The line containing "mod working_hours;" marks the end: write out exactly every line from the first line of the data below through that line, and only those.

═══ RECORDS TO USE

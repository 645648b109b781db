//! Calculation logic for the Attendance & Payroll Calculation Engine.
//!
//! This module contains the pure calculation functions: time accounting
//! (clock times to working hours under a rounding policy), the monthly
//! payment calculation from contract terms, and the day-scoped overtime
//! signal used for display.

mod day_overtime;
mod payment;
mod working_hours;

pub use day_overtime::day_overtime;
pub use payment::{PaymentBreakdown, calculate_monthly_payment};
pub use working_hours::actual_working_hours;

══════

_REPLY TO THE EXERCISE_.
repository 645648b109b781db
//! Calculation logic for the Attendance & Payroll Calculation Engine.
//!
//! This module contains the pure calculation functions: time accounting
//! (clock times to working hours under a rounding policy), the monthly
//! payment calculation from contract terms, and the day-scoped overtime
//! signal used for display.

mod day_overtime;
mod payment;
mod working_hours;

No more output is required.